What does the "shared_efficiency" really mean?

I wrote a cuda program to accelerate matrix production.

Profile using nvprof, got following results:

gst_efficiency: 100%
gld_efficiency: 100%
shared_efficiency: 30.77%
shared_st_bank_conflicts: 0
shared_ld_bank_conflicts: 0

I wonder why the shared efficiency is not 100% when there is no bank conflicts exists.

Is it caused by the broadcast when threads access the same address in SMEM?

Anyone know how to achieve 100% shared_efficiency?

I am sure this is bank conflicts not back conflicts ;)

To be honest I have no idea how shared efficiency can be low without showing any bank conflicts.

Maybe the bank conflict performance counter was not available during the profiling run, or not enabled?
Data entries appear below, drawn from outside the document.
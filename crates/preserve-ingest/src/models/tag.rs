use serde::{Deserialize, Serialize};

/// A `Label: value` pair parsed from one of the bag's tag files.
#[derive(Debug, Clone, PartialEq, Eq, Serialize, Deserialize)]
pub struct Tag {
    pub tag_file: String,
    pub label: String,
    pub value: String,
}

impl Tag {
    pub fn new(tag_file: impl Into<String>, label: impl Into<String>, value: impl Into<String>) -> Self {
        Self {
            tag_file: tag_file.into(),
            label: label.into(),
            value: value.into(),
        }
    }
}
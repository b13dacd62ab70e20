//! Pipeline driver
//!
//! Runs the stages of one WorkItem in order and stops at the first stage that
//! reports any error. Durable state is left as it is so a later run can pick
//! up from the failed stage.

use crate::context::IngestContext;
use crate::models::{IngestObject, ProcessingError, WorkItem};
use crate::stages::Stage;
use preserve_common::Result;
use tracing::{error, info, instrument};

/// Outcome of one pipeline run.
#[derive(Debug, Default)]
pub struct PipelineReport {
    pub completed: Vec<Stage>,
    /// First stage that reported errors.
    pub stopped_at: Option<Stage>,
    pub errors: Vec<ProcessingError>,
}

impl PipelineReport {
    pub fn is_success(&self) -> bool {
        self.stopped_at.is_none()
    }

    pub fn has_fatal_error(&self) -> bool {
        self.errors.iter().any(|e| e.is_fatal)
    }
}

pub struct Pipeline {
    ctx: IngestContext,
}

impl Pipeline {
    pub fn new(ctx: IngestContext) -> Self {
        Self { ctx }
    }

    pub async fn run(&self, work_item: &WorkItem) -> Result<PipelineReport> {
        self.run_stages(work_item, &Stage::ALL).await
    }

    /// Resume at `stage`.
    pub async fn run_from(&self, work_item: &WorkItem, stage: Stage) -> Result<PipelineReport> {
        self.run_stages(work_item, stage.and_after()).await
    }

    #[instrument(skip(self, work_item, stages), fields(work_item_id = work_item.id))]
    pub async fn run_stages(&self, work_item: &WorkItem, stages: &[Stage]) -> Result<PipelineReport> {
        let mut object = self.load_object(work_item).await?;
        let mut report = PipelineReport::default();

        for &stage in stages {
            info!(stage = %stage, object = %object.identifier(), "Starting stage");
            let result = stage.run(&self.ctx, work_item.id, &mut object).await;

            if !result.is_ok() {
                for e in &result.errors {
                    error!(
                        stage = %stage,
                        work_item_id = e.work_item_id,
                        identifier = %e.identifier,
                        fatal = e.is_fatal,
                        source = %e.source,
                        "{}",
                        e.message
                    );
                }
                error!(
                    stage = %stage,
                    errors = result.errors.len(),
                    fatal = result.has_fatal_error(),
                    "Stage failed, stopping"
                );
                report.stopped_at = Some(stage);
                report.errors = result.errors;
                return Ok(report);
            }

            info!(stage = %stage, count = result.count, "Stage complete");
            report.completed.push(stage);
        }
        Ok(report)
    }

    /// The persisted object for this WorkItem, or a fresh one.
    async fn load_object(&self, work_item: &WorkItem) -> Result<IngestObject> {
        let fresh = IngestObject::from_work_item(work_item)?;
        Ok(self
            .ctx
            .store
            .object_get(work_item.id, &fresh.identifier())
            .await?
            .unwrap_or(fresh))
    }
}
use chrono::{DateTime, Utc};
use preserve_common::{ChecksumAlgorithm, ChecksumSource};
use serde::{Deserialize, Serialize};

/// One digest of one file, tagged with where it came from.
#[derive(Debug, Clone, PartialEq, Eq, Serialize, Deserialize)]
pub struct IngestChecksum {
    pub algorithm: ChecksumAlgorithm,
    pub digest: String,
    pub date_time: DateTime<Utc>,
    pub source: ChecksumSource,
}

impl IngestChecksum {
    pub fn new(
        algorithm: ChecksumAlgorithm,
        digest: impl Into<String>,
        source: ChecksumSource,
    ) -> Self {
        Self {
            algorithm,
            digest: digest.into(),
            date_time: Utc::now(),
            source,
        }
    }
}
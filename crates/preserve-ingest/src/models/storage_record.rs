use chrono::{DateTime, Utc};
use serde::{Deserialize, Serialize};

/// A placement of one file in one preservation bucket.
#[derive(Debug, Clone, PartialEq, Eq, Serialize, Deserialize)]
pub struct StorageRecord {
    pub provider: String,
    pub bucket: String,
    pub url: String,
    #[serde(default, skip_serializing_if = "Option::is_none")]
    pub stored_at: Option<DateTime<Utc>>,
    #[serde(default, skip_serializing_if = "Option::is_none")]
    pub verified_at: Option<DateTime<Utc>>,
    #[serde(default)]
    pub size: u64,
    #[serde(default, skip_serializing_if = "Option::is_none")]
    pub etag: Option<String>,
    #[serde(default, skip_serializing_if = "Option::is_none")]
    pub error: Option<String>,
}

impl StorageRecord {
    pub fn new(provider: impl Into<String>, bucket: impl Into<String>, url: impl Into<String>) -> Self {
        Self {
            provider: provider.into(),
            bucket: bucket.into(),
            url: url.into(),
            stored_at: None,
            verified_at: None,
            size: 0,
            etag: None,
            error: None,
        }
    }

    pub fn is_at(&self, provider: &str, bucket: &str) -> bool {
        self.provider == provider && self.bucket == bucket
    }
}
//! Object storage
//!
//! [`ObjectStore`] is the seam between the pipeline and S3-compatible
//! providers. Receiving, staging and preservation buckets are all reached
//! through it; [`StorageClients`] picks the client for a provider and region.

use crate::models::{IngestFile, IngestObject};
use async_trait::async_trait;
use preserve_common::{PreserveError, Result};
use std::collections::{BTreeMap, HashMap};
use std::path::Path;
use std::pin::Pin;
use std::sync::Arc;
use tokio::io::AsyncRead;

pub mod config;
pub mod memory;
pub mod s3;

pub use config::S3ProviderConfig;
pub use memory::MemoryObjectStore;
pub use s3::S3ObjectStore;

pub type ObjectReader = Pin<Box<dyn AsyncRead + Send>>;

/// Result of a stat call.
#[derive(Debug, Clone, Default, PartialEq, Eq)]
pub struct ObjectInfo {
    pub size: u64,
    /// ETag without surrounding quotes.
    pub etag: String,
    pub content_type: Option<String>,
    pub metadata: HashMap<String, String>,
}

/// Options attached to a put or copy.
#[derive(Debug, Clone, Default, PartialEq, Eq)]
pub struct PutOptions {
    pub content_type: Option<String>,
    pub metadata: BTreeMap<String, String>,
    pub storage_class: Option<String>,
}

impl PutOptions {
    /// Metadata stored with every staged and preserved copy of a file.
    ///
    /// A bag path with characters outside printable ASCII cannot travel in a
    /// metadata header as-is; it goes out URL-encoded as `bagpath-encoded`
    /// instead.
    pub fn for_file(object: &IngestObject, file: &IngestFile) -> Self {
        let mut metadata = BTreeMap::new();
        metadata.insert("institution".to_string(), object.institution.clone());
        metadata.insert("bag".to_string(), object.identifier());
        if file.path_in_bag.chars().all(|c| c.is_ascii_graphic() || c == ' ') {
            metadata.insert("bagpath".to_string(), file.path_in_bag.clone());
        } else {
            metadata.insert(
                "bagpath-encoded".to_string(),
                urlencoding::encode(&file.path_in_bag).into_owned(),
            );
        }
        for checksum in file
            .checksums
            .iter()
            .filter(|c| c.source == preserve_common::ChecksumSource::Ingest)
        {
            metadata.insert(checksum.algorithm.to_string(), checksum.digest.clone());
        }

        let content_type = if file.file_format.is_empty() {
            None
        } else {
            Some(file.file_format.clone())
        };

        Self {
            content_type,
            metadata,
            storage_class: None,
        }
    }

    pub fn with_storage_class(mut self, storage_class: Option<String>) -> Self {
        self.storage_class = storage_class;
        self
    }
}

#[async_trait]
pub trait ObjectStore: Send + Sync {
    /// Provider name, e.g. `aws` or `wasabi`.
    fn provider(&self) -> &str;

    async fn get(&self, bucket: &str, key: &str) -> Result<ObjectReader>;

    /// Stream `reader` into `bucket/key`. `size` is the expected length.
    /// Returns the number of bytes written.
    async fn put(
        &self,
        bucket: &str,
        key: &str,
        reader: ObjectReader,
        size: u64,
        options: &PutOptions,
    ) -> Result<u64>;

    async fn put_file(&self, bucket: &str, key: &str, path: &Path, options: &PutOptions) -> Result<u64> {
        let file = tokio::fs::File::open(path).await?;
        let size = file.metadata().await?.len();
        self.put(bucket, key, Box::pin(file), size, options).await
    }

    async fn stat(&self, bucket: &str, key: &str) -> Result<ObjectInfo>;

    /// Server-side copy within this provider.
    async fn copy(
        &self,
        src_bucket: &str,
        src_key: &str,
        dst_bucket: &str,
        dst_key: &str,
        options: &PutOptions,
    ) -> Result<()>;

    /// Server-side copy of an object too large for a single copy call,
    /// assembled from ranged part copies.
    async fn compose(
        &self,
        src_bucket: &str,
        src_key: &str,
        dst_bucket: &str,
        dst_key: &str,
        size: u64,
        options: &PutOptions,
    ) -> Result<()>;

    async fn remove(&self, bucket: &str, key: &str) -> Result<()>;

    async fn list(&self, bucket: &str, prefix: &str) -> Result<Vec<String>>;
}

/// Object store clients by provider and region.
///
/// A client registered with an empty region serves every region of its
/// provider.
#[derive(Clone, Default)]
pub struct StorageClients {
    clients: HashMap<(String, String), Arc<dyn ObjectStore>>,
}

impl StorageClients {
    pub fn new() -> Self {
        Self::default()
    }

    pub fn register(
        &mut self,
        provider: impl Into<String>,
        region: impl Into<String>,
        client: Arc<dyn ObjectStore>,
    ) {
        self.clients
            .insert((provider.into(), region.into()), client);
    }

    pub fn with(
        mut self,
        provider: impl Into<String>,
        region: impl Into<String>,
        client: Arc<dyn ObjectStore>,
    ) -> Self {
        self.register(provider, region, client);
        self
    }

    pub fn client(&self, provider: &str, region: &str) -> Result<Arc<dyn ObjectStore>> {
        self.clients
            .get(&(provider.to_string(), region.to_string()))
            .or_else(|| self.clients.get(&(provider.to_string(), String::new())))
            .cloned()
            .ok_or_else(|| {
                PreserveError::Config(format!(
                    "No storage client for provider '{}' in region '{}'",
                    provider, region
                ))
            })
    }
}

/// `https://{host}/{bucket}/{key}`
pub fn object_url(host: &str, bucket: &str, key: &str) -> String {
    format!("https://{}/{}/{}", host, bucket, key)
}
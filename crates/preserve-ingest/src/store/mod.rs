//! Metadata store: durable per-WorkItem state
//!
//! Records are keyed by `(work_item_id, identifier)`, with objects and files
//! in separate namespaces. Implementations must give read-your-writes
//! consistency for a single WorkItem; stages still treat a missing record
//! right after a save as transient and retry a bounded number of times.

use crate::models::{IngestFile, IngestObject};
use async_trait::async_trait;
use preserve_common::Result;

pub mod memory;
pub mod postgres;

pub use memory::MemoryMetadataStore;
pub use postgres::PgMetadataStore;

/// One page of file records.
#[derive(Debug, Clone, Default)]
pub struct FileBatch {
    pub files: Vec<IngestFile>,
    /// Offset of the next page, `None` once the listing is exhausted.
    pub next_offset: Option<u64>,
}

#[async_trait]
pub trait MetadataStore: Send + Sync {
    async fn object_get(&self, work_item_id: i64, identifier: &str) -> Result<Option<IngestObject>>;

    async fn object_save(&self, work_item_id: i64, object: &IngestObject) -> Result<()>;

    async fn object_delete(&self, work_item_id: i64, identifier: &str) -> Result<()>;

    async fn file_get(&self, work_item_id: i64, identifier: &str) -> Result<Option<IngestFile>>;

    async fn file_save(&self, work_item_id: i64, file: &IngestFile) -> Result<()>;

    async fn file_delete(&self, work_item_id: i64, identifier: &str) -> Result<()>;

    /// Files of a WorkItem ordered by identifier, `limit` at a time.
    async fn file_batch(&self, work_item_id: i64, offset: u64, limit: u64) -> Result<FileBatch>;

    async fn file_count(&self, work_item_id: i64) -> Result<u64>;

    /// Delete every record of a WorkItem. Returns the number removed.
    async fn work_item_delete(&self, work_item_id: i64) -> Result<u64>;
}
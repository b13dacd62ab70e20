//! Error types for the preservation ingest workspace

use thiserror::Error;

/// Result type alias for preservation operations
pub type Result<T> = std::result::Result<T, PreserveError>;

/// Main error type shared by every collaborator.
///
/// Collaborators map their backend failures onto these variants at the
/// boundary. Callers decide what to do by variant (see [`is_not_found`] and
/// [`is_fatal`]), never by inspecting the message.
///
/// [`is_not_found`]: PreserveError::is_not_found
/// [`is_fatal`]: PreserveError::is_fatal
#[derive(Error, Debug)]
pub enum PreserveError {
    #[error("IO error: {0}")]
    Io(#[from] std::io::Error),

    #[error("Serialization error: {0}")]
    Serialization(#[from] serde_json::Error),

    #[error("Not found: {0}")]
    NotFound(String),

    #[error("Illegal path, '{path}' has no top-level bag directory")]
    IllegalPath { path: String },

    #[error("Refusing to delete from bucket '{0}'")]
    UnsafeDeletion(String),

    #[error("Storage error: {0}")]
    Storage(String),

    #[error("Metadata store error: {0}")]
    MetadataStore(String),

    #[error("Catalog error: {0}")]
    Catalog(String),

    #[error("Configuration error: {0}")]
    Config(String),

    #[error("Parse error: {0}")]
    Parse(String),

    #[error("Unknown error: {0}")]
    Unknown(String),
}

impl PreserveError {
    /// True when the addressed object or record does not exist.
    pub fn is_not_found(&self) -> bool {
        matches!(self, PreserveError::NotFound(_))
    }

    /// True for errors that retrying cannot fix.
    pub fn is_fatal(&self) -> bool {
        matches!(
            self,
            PreserveError::IllegalPath { .. }
                | PreserveError::UnsafeDeletion(_)
                | PreserveError::Config(_)
        )
    }
}
//! Shared fixtures for pipeline integration tests
//!
//! Builds tarred bags in memory and wires a pipeline to in-memory
//! collaborators: one object store per storage region, a metadata store and
//! a catalog.
//!
//! # Example
//!
//! ```no_run
//! mod common;
//! use common::{sample_good_bag, TestHarness};
//!
//! #[tokio::test]
//! async fn test_ingest() {
//!     let harness = TestHarness::new();
//!     harness.put_bag(&sample_good_bag());
//!     let report = harness.pipeline().run(&harness.work_item(1)).await.unwrap();
//!     assert!(report.is_success());
//! }
//! ```

#![allow(dead_code)]
#![allow(clippy::unwrap_used, clippy::expect_used)]

use preserve_common::checksum::digest_reader;
use preserve_ingest::catalog::MemoryCatalog;
use preserve_ingest::config::{default_targets, IngestConfig};
use preserve_ingest::models::WorkItem;
use preserve_ingest::storage::{MemoryObjectStore, StorageClients};
use preserve_ingest::store::MemoryMetadataStore;
use preserve_ingest::{IngestContext, Pipeline};
use std::io::Cursor;
use std::sync::{Arc, Once};
use std::time::Duration;
use tempfile::TempDir;

pub const INSTITUTION: &str = "example.edu";
pub const INSTITUTION_ID: i64 = 7;
pub const RECEIVING_BUCKET: &str = "receiving.example.edu";
pub const STAGING_BUCKET: &str = "preserve.staging";
pub const VA_BUCKET: &str = "preserve.preservation.va";
pub const OR_BUCKET: &str = "preserve.preservation.or";
pub const SAMPLE_BAG: &str = "example.edu.sample_good";

static TRACING: Once = Once::new();

/// Log to the test writer at debug level. Safe to call from every test.
pub fn init_tracing() {
    TRACING.call_once(|| {
        let _ = tracing_subscriber::fmt()
            .with_env_filter("preserve_ingest=debug")
            .with_test_writer()
            .try_init();
    });
}

/// A tarred bag built in memory. Manifests and tag manifests for md5 and
/// sha256 are generated from the files added.
pub struct BagBuilder {
    name: String,
    payload: Vec<(String, Vec<u8>)>,
    /// Listed in the payload manifests but left out of the tar.
    missing: Vec<(String, Vec<u8>)>,
    tag_files: Vec<(String, Vec<u8>)>,
}

impl BagBuilder {
    pub fn new(name: &str) -> Self {
        Self {
            name: name.to_string(),
            payload: Vec::new(),
            missing: Vec::new(),
            tag_files: vec![(
                "bagit.txt".to_string(),
                b"BagIt-Version: 0.97\nTag-File-Character-Encoding: UTF-8\n".to_vec(),
            )],
        }
    }

    /// Add a payload file under `data/`, replacing one at the same path.
    pub fn payload(mut self, path: &str, data: impl Into<Vec<u8>>) -> Self {
        let path = format!("data/{}", path);
        self.payload.retain(|(p, _)| *p != path);
        self.payload.push((path, data.into()));
        self
    }

    /// List a payload file in the manifests without adding it to the tar.
    pub fn missing_payload(mut self, path: &str, data: impl Into<Vec<u8>>) -> Self {
        self.missing.push((format!("data/{}", path), data.into()));
        self
    }

    /// Add a tag file, replacing one at the same path.
    pub fn tag_file(mut self, path: &str, data: impl Into<Vec<u8>>) -> Self {
        self.tag_files.retain(|(p, _)| p != path);
        self.tag_files.push((path.to_string(), data.into()));
        self
    }

    pub fn name(&self) -> &str {
        &self.name
    }

    fn manifest(files: &[(String, Vec<u8>)], sha256: bool) -> Vec<u8> {
        let mut out = String::new();
        for (path, data) in files {
            let digests = digest_reader(&mut Cursor::new(data)).unwrap();
            let digest = if sha256 { digests.sha256 } else { digests.md5 };
            out.push_str(&format!("{}  {}\n", digest, path));
        }
        out.into_bytes()
    }

    /// Every file of the bag by path, manifests included.
    pub fn files(&self) -> Vec<(String, Vec<u8>)> {
        let mut files = self.tag_files.clone();
        let listed: Vec<_> = self.payload.iter().chain(&self.missing).cloned().collect();
        files.push(("manifest-md5.txt".to_string(), Self::manifest(&listed, false)));
        files.push(("manifest-sha256.txt".to_string(), Self::manifest(&listed, true)));

        let tagged = files.clone();
        files.push(("tagmanifest-md5.txt".to_string(), Self::manifest(&tagged, false)));
        files.push(("tagmanifest-sha256.txt".to_string(), Self::manifest(&tagged, true)));
        files.extend(self.payload.iter().cloned());
        files
    }

    pub fn build(&self) -> Vec<u8> {
        let mut builder = tar::Builder::new(Vec::new());
        for (path, data) in self.files() {
            let mut header = tar::Header::new_gnu();
            header.set_size(data.len() as u64);
            header.set_mode(0o644);
            header.set_mtime(1_700_000_000);
            header.set_entry_type(tar::EntryType::Regular);
            builder
                .append_data(&mut header, format!("{}/{}", self.name, path), data.as_slice())
                .unwrap();
        }
        builder.into_inner().unwrap()
    }
}

/// Sixteen files: eight payload files, three preservable tag files, bagit.txt
/// and four manifests. Seven of them are copied to scratch.
pub fn sample_good_bag() -> BagBuilder {
    BagBuilder::new(SAMPLE_BAG)
        .tag_file(
            "bag-info.txt",
            "Source-Organization: Example University\n\
             Bagging-Date: 2024-05-01\n\
             Internal-Sender-Identifier: sample-0001\n\
             Internal-Sender-Description: Sample bag for ingest tests\n\
             Storage-Option: Standard\n",
        )
        .tag_file(
            "aptrust-info.txt",
            "Title: Sample Good Bag\nAccess: Institution\nStorage-Option: Standard\n",
        )
        .tag_file("custom_tags/tracked_tag_file.txt", "Tracked-Value: kept\n")
        .payload("datastream-DC", "<dc><title>Sample</title></dc>\n")
        .payload("datastream-descMetadata", "<mods><titleInfo>Sample</titleInfo></mods>\n")
        .payload("datastream-MARC", "00714cam a2200205 a 4500\n")
        .payload("datastream-RELS-EXT", "<rdf:RDF></rdf:RDF>\n")
        .payload("sample.json", "{\"sample\": true}\n")
        .payload("notes/readme.txt", "Plain text notes for the sample bag.\n")
        .payload("image.png", b"\x89PNG\r\n\x1a\n\x00\x00\x00\rIHDR".to_vec())
        .payload("report.pdf", "%PDF-1.4\n%sample\n")
}

/// In-memory collaborators for one or more pipeline runs.
pub struct TestHarness {
    pub config: IngestConfig,
    pub store: Arc<MemoryMetadataStore>,
    /// Staging, receiving and the Virginia preservation bucket.
    pub east: Arc<MemoryObjectStore>,
    /// The Oregon preservation bucket.
    pub west: Arc<MemoryObjectStore>,
    pub catalog: Arc<MemoryCatalog>,
    scratch: TempDir,
}

impl TestHarness {
    pub fn new() -> Self {
        init_tracing();
        let scratch = tempfile::tempdir().unwrap();

        let mut config = IngestConfig::default();
        config.scratch_dir = scratch.path().to_path_buf();
        config.staging.bucket = STAGING_BUCKET.to_string();
        config.staging.provider = "aws".to_string();
        config.staging.region = "us-east-1".to_string();
        config.targets = default_targets();
        config.batch_size = 5;
        config.manifest_lookup_delay = Duration::ZERO;

        Self {
            config,
            store: Arc::new(MemoryMetadataStore::new()),
            east: Arc::new(MemoryObjectStore::new("aws")),
            west: Arc::new(MemoryObjectStore::new("aws")),
            catalog: Arc::new(MemoryCatalog::new()),
            scratch,
        }
    }

    pub fn context(&self) -> IngestContext {
        let storage = StorageClients::new()
            .with("aws", "us-east-1", self.east.clone())
            .with("aws", "us-west-2", self.west.clone());
        IngestContext::new(
            self.config.clone(),
            self.store.clone(),
            storage,
            self.catalog.clone(),
        )
    }

    pub fn pipeline(&self) -> Pipeline {
        Pipeline::new(self.context())
    }

    /// Place the bag's tar in the receiving bucket.
    pub fn put_bag(&self, bag: &BagBuilder) {
        self.east
            .insert(RECEIVING_BUCKET, &tar_key(bag.name()), bag.build());
    }

    pub fn work_item(&self, id: i64) -> WorkItem {
        self.work_item_for(id, SAMPLE_BAG)
    }

    pub fn work_item_for(&self, id: i64, bag_name: &str) -> WorkItem {
        WorkItem {
            id,
            institution: INSTITUTION.to_string(),
            institution_id: INSTITUTION_ID,
            bucket: RECEIVING_BUCKET.to_string(),
            key: tar_key(bag_name),
            etag: String::new(),
            size: 0,
        }
    }

    /// Entries left in the scratch root.
    pub fn scratch_entries(&self) -> usize {
        std::fs::read_dir(self.scratch.path()).unwrap().count()
    }
}

pub fn tar_key(bag_name: &str) -> String {
    format!("{}.tar", bag_name)
}

/// Catalog identifier of a file in the sample bag.
pub fn file_identifier(path_in_bag: &str) -> String {
    format!("{}/{}/{}", INSTITUTION, SAMPLE_BAG, path_in_bag)
}
use super::{ObjectInfo, ObjectReader, ObjectStore, PutOptions};
use async_trait::async_trait;
use preserve_common::{PreserveError, Result};
use std::collections::{BTreeMap, HashMap};
use std::sync::atomic::{AtomicUsize, Ordering};
use std::sync::{Mutex, MutexGuard};
use tokio::io::AsyncReadExt;

#[derive(Debug, Clone)]
struct StoredObject {
    data: Vec<u8>,
    options: PutOptions,
}

/// Object store held in memory, used by tests and local runs.
///
/// Counts puts and copies so callers can check that already-preserved files
/// are not sent again.
pub struct MemoryObjectStore {
    provider: String,
    objects: Mutex<BTreeMap<(String, String), StoredObject>>,
    puts: AtomicUsize,
    copies: AtomicUsize,
}

impl MemoryObjectStore {
    pub fn new(provider: impl Into<String>) -> Self {
        Self {
            provider: provider.into(),
            objects: Mutex::new(BTreeMap::new()),
            puts: AtomicUsize::new(0),
            copies: AtomicUsize::new(0),
        }
    }

    fn objects(&self) -> MutexGuard<'_, BTreeMap<(String, String), StoredObject>> {
        self.objects
            .lock()
            .unwrap_or_else(|poisoned| poisoned.into_inner())
    }

    fn not_found(bucket: &str, key: &str) -> PreserveError {
        PreserveError::NotFound(format!("{}/{}", bucket, key))
    }

    /// Store bytes directly, bypassing the put counter.
    pub fn insert(&self, bucket: &str, key: &str, data: impl Into<Vec<u8>>) {
        self.objects().insert(
            (bucket.to_string(), key.to_string()),
            StoredObject {
                data: data.into(),
                options: PutOptions::default(),
            },
        );
    }

    pub fn bytes(&self, bucket: &str, key: &str) -> Option<Vec<u8>> {
        self.objects()
            .get(&(bucket.to_string(), key.to_string()))
            .map(|o| o.data.clone())
    }

    pub fn metadata(&self, bucket: &str, key: &str) -> Option<BTreeMap<String, String>> {
        self.objects()
            .get(&(bucket.to_string(), key.to_string()))
            .map(|o| o.options.metadata.clone())
    }

    pub fn keys(&self, bucket: &str) -> Vec<String> {
        self.objects()
            .keys()
            .filter(|(b, _)| b == bucket)
            .map(|(_, k)| k.clone())
            .collect()
    }

    pub fn put_count(&self) -> usize {
        self.puts.load(Ordering::SeqCst)
    }

    pub fn copy_count(&self) -> usize {
        self.copies.load(Ordering::SeqCst)
    }

    fn copy_object(
        &self,
        src_bucket: &str,
        src_key: &str,
        dst_bucket: &str,
        dst_key: &str,
        options: &PutOptions,
    ) -> Result<()> {
        let mut objects = self.objects();
        let data = objects
            .get(&(src_bucket.to_string(), src_key.to_string()))
            .map(|o| o.data.clone())
            .ok_or_else(|| Self::not_found(src_bucket, src_key))?;
        objects.insert(
            (dst_bucket.to_string(), dst_key.to_string()),
            StoredObject {
                data,
                options: options.clone(),
            },
        );
        self.copies.fetch_add(1, Ordering::SeqCst);
        Ok(())
    }
}

#[async_trait]
impl ObjectStore for MemoryObjectStore {
    fn provider(&self) -> &str {
        &self.provider
    }

    async fn get(&self, bucket: &str, key: &str) -> Result<ObjectReader> {
        let data = self
            .bytes(bucket, key)
            .ok_or_else(|| Self::not_found(bucket, key))?;
        Ok(Box::pin(std::io::Cursor::new(data)))
    }

    async fn put(
        &self,
        bucket: &str,
        key: &str,
        mut reader: ObjectReader,
        _size: u64,
        options: &PutOptions,
    ) -> Result<u64> {
        let mut data = Vec::new();
        reader.read_to_end(&mut data).await?;
        let written = data.len() as u64;
        self.objects().insert(
            (bucket.to_string(), key.to_string()),
            StoredObject {
                data,
                options: options.clone(),
            },
        );
        self.puts.fetch_add(1, Ordering::SeqCst);
        Ok(written)
    }

    async fn stat(&self, bucket: &str, key: &str) -> Result<ObjectInfo> {
        let objects = self.objects();
        let object = objects
            .get(&(bucket.to_string(), key.to_string()))
            .ok_or_else(|| Self::not_found(bucket, key))?;
        Ok(ObjectInfo {
            size: object.data.len() as u64,
            etag: format!("{:x}", md5::compute(&object.data)),
            content_type: object.options.content_type.clone(),
            metadata: object
                .options
                .metadata
                .iter()
                .map(|(k, v)| (k.clone(), v.clone()))
                .collect::<HashMap<_, _>>(),
        })
    }

    async fn copy(
        &self,
        src_bucket: &str,
        src_key: &str,
        dst_bucket: &str,
        dst_key: &str,
        options: &PutOptions,
    ) -> Result<()> {
        self.copy_object(src_bucket, src_key, dst_bucket, dst_key, options)
    }

    async fn compose(
        &self,
        src_bucket: &str,
        src_key: &str,
        dst_bucket: &str,
        dst_key: &str,
        _size: u64,
        options: &PutOptions,
    ) -> Result<()> {
        self.copy_object(src_bucket, src_key, dst_bucket, dst_key, options)
    }

    async fn remove(&self, bucket: &str, key: &str) -> Result<()> {
        self.objects()
            .remove(&(bucket.to_string(), key.to_string()))
            .map(|_| ())
            .ok_or_else(|| Self::not_found(bucket, key))
    }

    async fn list(&self, bucket: &str, prefix: &str) -> Result<Vec<String>> {
        Ok(self
            .keys(bucket)
            .into_iter()
            .filter(|k| k.starts_with(prefix))
            .collect())
    }
}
Do any of these performance counters show > 0 values?

shared_replay_overhead
shared_load_replay
shared_store_replay

Thanks for the correction.

But there is no such metrics in cc6x devices, as described below.

shared_efficiency = Ratio of requested shared memory throughput to required shared memory throughput expressed as percentage

The numerator is collected using a shader patch to determine number of bytes requested. This takes into account if threads are active (and I believe predicated true).

The denominator is the total number of cycles data is returned from shared memory x width of the interface.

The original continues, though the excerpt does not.